All entries should be output exactly as they stand.

***** ENTRIES SHOWN

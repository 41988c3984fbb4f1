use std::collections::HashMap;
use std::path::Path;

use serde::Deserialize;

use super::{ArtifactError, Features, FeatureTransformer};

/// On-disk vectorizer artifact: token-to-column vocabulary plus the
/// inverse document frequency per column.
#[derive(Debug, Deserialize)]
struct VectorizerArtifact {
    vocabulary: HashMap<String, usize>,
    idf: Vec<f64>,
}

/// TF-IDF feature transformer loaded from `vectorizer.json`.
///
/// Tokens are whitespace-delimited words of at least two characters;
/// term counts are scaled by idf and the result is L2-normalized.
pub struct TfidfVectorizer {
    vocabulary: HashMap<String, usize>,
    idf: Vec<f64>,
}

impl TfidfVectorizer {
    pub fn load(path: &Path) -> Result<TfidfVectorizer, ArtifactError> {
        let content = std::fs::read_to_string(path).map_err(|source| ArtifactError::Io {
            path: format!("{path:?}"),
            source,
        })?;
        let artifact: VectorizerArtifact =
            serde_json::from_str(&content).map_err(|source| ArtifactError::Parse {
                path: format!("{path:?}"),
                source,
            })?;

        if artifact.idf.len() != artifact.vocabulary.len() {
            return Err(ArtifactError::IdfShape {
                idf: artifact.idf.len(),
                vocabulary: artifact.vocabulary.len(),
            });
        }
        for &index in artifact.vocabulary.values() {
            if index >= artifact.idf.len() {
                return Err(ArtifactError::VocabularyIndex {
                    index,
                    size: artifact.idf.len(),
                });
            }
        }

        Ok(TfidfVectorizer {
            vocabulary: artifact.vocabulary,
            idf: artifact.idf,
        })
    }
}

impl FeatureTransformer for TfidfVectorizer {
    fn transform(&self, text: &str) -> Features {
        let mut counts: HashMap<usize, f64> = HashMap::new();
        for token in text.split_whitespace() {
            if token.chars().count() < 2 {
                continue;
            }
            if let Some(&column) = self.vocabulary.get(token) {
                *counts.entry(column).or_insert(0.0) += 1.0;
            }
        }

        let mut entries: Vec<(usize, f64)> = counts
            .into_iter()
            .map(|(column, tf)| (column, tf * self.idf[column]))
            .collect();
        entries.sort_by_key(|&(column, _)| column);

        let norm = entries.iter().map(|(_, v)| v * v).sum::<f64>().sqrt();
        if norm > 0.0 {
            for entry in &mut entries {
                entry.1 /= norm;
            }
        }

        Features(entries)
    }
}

**********

**EXERCISE SOLUTION**:
repository 41988c3984fbb4f1
use std::collections::HashMap;
use std::path::Path;

use serde::Deserialize;

use super::{ArtifactError, Features, FeatureTransformer};

/// On-disk vectorizer artifact: token-to-column vocabulary plus the
/// inverse document frequency per column.
#[derive(Debug, Deserialize)]
struct VectorizerArtifact {
    vocabulary: HashMap<String, usize>,
    idf: Vec<f64>,
}

/// TF-IDF feature transformer loaded from `vectorizer.json`.
///
/// Tokens are whitespace-delimited words of at least two characters;
/// term counts are scaled by idf and the result is L2-normalized.
pub struct TfidfVectorizer {
    vocabulary: HashMap<String, usize>,
    idf: Vec<f64>,
}

impl TfidfVectorizer {
    pub fn load(path: &Path) -> Result<TfidfVectorizer, ArtifactError> {
        let content = std::fs::read_to_string(path).map_err(|source| ArtifactError::Io {
            path: format!("{path:?}"),
            source,
        })?;
        let artifact: VectorizerArtifact =
            serde_json::from_str(&content).map_err(|source| ArtifactError::Parse {
                path: format!("{path:?}"),
                source,
            })?;

        if artifact.idf.len() != artifact.vocabulary.len() {
            return Err(ArtifactError::IdfShape {
                idf: artifact.idf.len(),
                vocabulary: artifact.vocabulary.len(),
            });
        }
        for &index in artifact.vocabulary.values() {
            if index >= artifact.idf.len() {
                return Err(ArtifactError::VocabularyIndex {
                    index,
                    size: artifact.idf.len(),
                });
            }
        }

        Ok(TfidfVectorizer {
            vocabulary: artifact.vocabulary,
            idf: artifact.idf,
        })
    }
}

impl FeatureTransformer for TfidfVectorizer {
    fn transform(&self, text: &str) -> Features {
        let mut counts: HashMap<usize, f64> = HashMap::new();
        for token in text.split_whitespace() {
            if token.chars().count() < 2 {
                continue;
            }
            if let Some(&column) = self.vocabulary.get(token) {
                *counts.entry(column).or_insert(0.0) += 1.0;
            }
        }

        let mut entries: Vec<(usize, f64)> = counts
            .into_iter()
            .map(|(column, tf)| (column, tf * self.idf[column]))
            .collect();
        entries.sort_by_key(|&(column, _)| column);

        let norm = entries.iter().map(|(_, v)| v * v).sum::<f64>().sqrt();
        if norm > 0.0 {
            for entry in &mut entries {
                entry.1 /= norm;
            }
        }

        Features(entries)
    }
}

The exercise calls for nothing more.